Na cibercultura, emergiria um campo político cultural brutalista com um Estado feudal-burguês pós-modernista.             

                                                                      5

O Brasil saiu da ditadura militar de 1964 com a Constituição de 1988.  Ela continha como realidade virtual um Estado feudal modernista de direitos materiais do dominado. O regime político de 1988 procurou destruir essa possibilidade de atualização do Estado supracitado, transformando a Constituição em um Estado feudal pós-modernista do dominante.
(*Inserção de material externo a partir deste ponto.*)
use std::cmp::Ordering;

use serde::{Deserialize, Serialize};
use serde_json::Value;

use crate::error::{TypeError, TypeResult};

/// An ordering hint attached to a node.
///
/// Priorities are either numbers or strings. A node without a priority sorts
/// before every node that has one; numbers sort before strings.
#[derive(Clone, Debug, PartialEq, Serialize, Deserialize)]
#[serde(untagged)]
pub enum Priority {
    Number(f64),
    String(String),
}

impl Priority {
    /// Interpret a JSON value as a priority. `null` means "no priority".
    pub fn from_value(value: &Value) -> TypeResult<Option<Self>> {
        match value {
            Value::Null => Ok(None),
            Value::Number(n) => n
                .as_f64()
                .map(|f| Some(Self::Number(f)))
                .ok_or_else(|| TypeError::InvalidPriority(format!("{n} is not representable"))),
            Value::String(s) => Ok(Some(Self::String(s.clone()))),
            other => Err(TypeError::InvalidPriority(format!(
                "priority must be a string, number, or null, got {other}"
            ))),
        }
    }

    /// The JSON rendering of this priority.
    pub fn to_value(&self) -> Value {
        match self {
            Self::Number(n) => serde_json::Number::from_f64(*n)
                .map(Value::Number)
                .unwrap_or(Value::Null),
            Self::String(s) => Value::String(s.clone()),
        }
    }

    /// Compare two optional priorities in child order.
    pub fn compare(a: Option<&Priority>, b: Option<&Priority>) -> Ordering {
        match (a, b) {
            (None, None) => Ordering::Equal,
            (None, Some(_)) => Ordering::Less,
            (Some(_), None) => Ordering::Greater,
            (Some(Self::Number(x)), Some(Self::Number(y))) => x.total_cmp(y),
            (Some(Self::Number(_)), Some(Self::String(_))) => Ordering::Less,
            (Some(Self::String(_)), Some(Self::Number(_))) => Ordering::Greater,
            (Some(Self::String(x)), Some(Self::String(y))) => x.cmp(y),
        }
    }
}

impl From<f64> for Priority {
    fn from(n: f64) -> Self {
        Self::Number(n)
    }
}

impl From<&str> for Priority {
    fn from(s: &str) -> Self {
        Self::String(s.to_string())
    }
}

impl From<String> for Priority {
    fn from(s: String) -> Self {
        Self::String(s)
    }
}
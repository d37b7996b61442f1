use serde::{Deserialize, Serialize};

/// Configuration for the rules evaluator.
#[derive(Clone, Debug, Default, PartialEq, Eq, Serialize, Deserialize)]
#[serde(default)]
pub struct RulesConfig {
    /// When `true`, every stage is skipped and every operation is allowed.
    /// The staged snapshot is still produced.
    pub permissive: bool,
    /// Pin the value of `now` in rule expressions. Wall-clock time otherwise.
    pub fixed_now_ms: Option<u64>,
    /// Deny reads and writes of paths that no `.read` / `.write` rule
    /// covers. Such paths are open otherwise.
    pub deny_by_default: bool,
}

impl RulesConfig {
    /// A configuration that allows everything.
    pub fn permissive() -> Self {
        Self {
            permissive: true,
            ..Default::default()
        }
    }

    /// A configuration that denies paths no rule covers.
    pub fn deny_by_default() -> Self {
        Self {
            deny_by_default: true,
            ..Default::default()
        }
    }

    /// A configuration whose `now` is frozen at `now_ms`.
    pub fn at(now_ms: u64) -> Self {
        Self {
            fixed_now_ms: Some(now_ms),
            ..Default::default()
        }
    }
}
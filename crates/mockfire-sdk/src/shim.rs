use std::sync::{Arc, OnceLock};

use mockfire_auth::Auth;
use mockfire_database::Database;

use crate::app::App;
use crate::error::SdkResult;
use crate::options::{AppOptions, MockConfig};
use crate::registry::AppRegistry;

static REGISTRY: OnceLock<AppRegistry> = OnceLock::new();

/// Process-wide default registry, for code written against the
/// `firebase.initializeApp()` / `firebase.auth()` style.
///
/// Prefer an owned [`AppRegistry`] in tests; state registered here lives
/// until the process exits or [`Firebase::delete_app`] is called.
pub struct Firebase;

impl Firebase {
    pub fn registry() -> &'static AppRegistry {
        REGISTRY.get_or_init(AppRegistry::new)
    }

    pub fn initialize_app(options: AppOptions, name: Option<&str>) -> SdkResult<Arc<App>> {
        Self::registry().initialize_app(options, name)
    }

    pub fn initialize_app_with(config: MockConfig, name: Option<&str>) -> SdkResult<Arc<App>> {
        Self::registry().initialize_app_with(config, name)
    }

    pub fn apps() -> SdkResult<Vec<Arc<App>>> {
        Self::registry().apps()
    }

    pub fn app(name: &str) -> SdkResult<Arc<App>> {
        Self::registry().app(name)
    }

    pub fn auth() -> SdkResult<Auth> {
        Self::registry().auth()
    }

    pub fn database() -> SdkResult<Database> {
        Self::registry().database()
    }

    pub fn delete_app(name: &str) -> SdkResult<()> {
        Self::registry().delete_app(name)
    }
}

#[cfg(test)]
mod tests {
    use super::*;
    use crate::error::SdkError;
    use crate::registry::DEFAULT_APP_NAME;
    use mockfire_database::EventType;
    use mockfire_types::UserInfo;
    use serde_json::json;

    // The only test touching the process-wide registry.
    #[tokio::test]
    async fn default_instance_lifecycle() {
        assert!(matches!(Firebase::auth(), Err(SdkError::NotInitialized)));

        let options = AppOptions {
            database_url: Some("https://demo.firebaseio.com".into()),
            ..Default::default()
        };
        let app = Firebase::initialize_app(options, None).unwrap();
        assert_eq!(app.name(), DEFAULT_APP_NAME);
        assert!(matches!(
            Firebase::initialize_app(AppOptions::default(), None),
            Err(SdkError::DuplicateApp(_))
        ));

        let auth = Firebase::auth().unwrap();
        auth.set_custom_token_sign_in_handler(|token| Ok(UserInfo::with_uid(token)));
        let user = auth.sign_in_with_custom_token("42").await.unwrap();
        assert_eq!(Firebase::auth().unwrap().current_user(), Some(user));

        let ada = Firebase::database().unwrap().reference("users/ada").unwrap();
        ada.set(&json!({"name": "Ada"})).await.unwrap();
        let snap = Firebase::app(DEFAULT_APP_NAME)
            .unwrap()
            .database()
            .reference("users/ada/name")
            .unwrap()
            .once(EventType::Value)
            .await
            .unwrap();
        assert_eq!(snap.val(), json!("Ada"));

        Firebase::delete_app(DEFAULT_APP_NAME).unwrap();
        assert!(Firebase::apps().unwrap().is_empty());
        assert!(matches!(Firebase::database(), Err(SdkError::NotInitialized)));
    }
}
O golpe político contra o governo petista de Dilma Rousseff, o vice Michel Temer de Dilma na conspiração com o GSI clandestino, um grupo político do mundo jurídico e do parelho de segurança pública, todos contribuiriam para a fabricação do Estado feudal pós-modernista.

Com o governo de Jair Bolsonaro, o campo político se torna sublunar. A Constituição apareceu como uma tela verbal-narrativa paraconsistente, parasintática em um campo político cultural que acolhia fenômenos: semelhantes, dissemelhantes e a contradição material que abria as comportas para fenômenos heterogêneos como o multiculturalismo lulista. Temer e Bolsonaro criaram recriaram as condições de possibilidade de fenômenos de uma região verbal ideológica heteróclita do Brasil Profundo. (Bandeira da Silveira; 2021).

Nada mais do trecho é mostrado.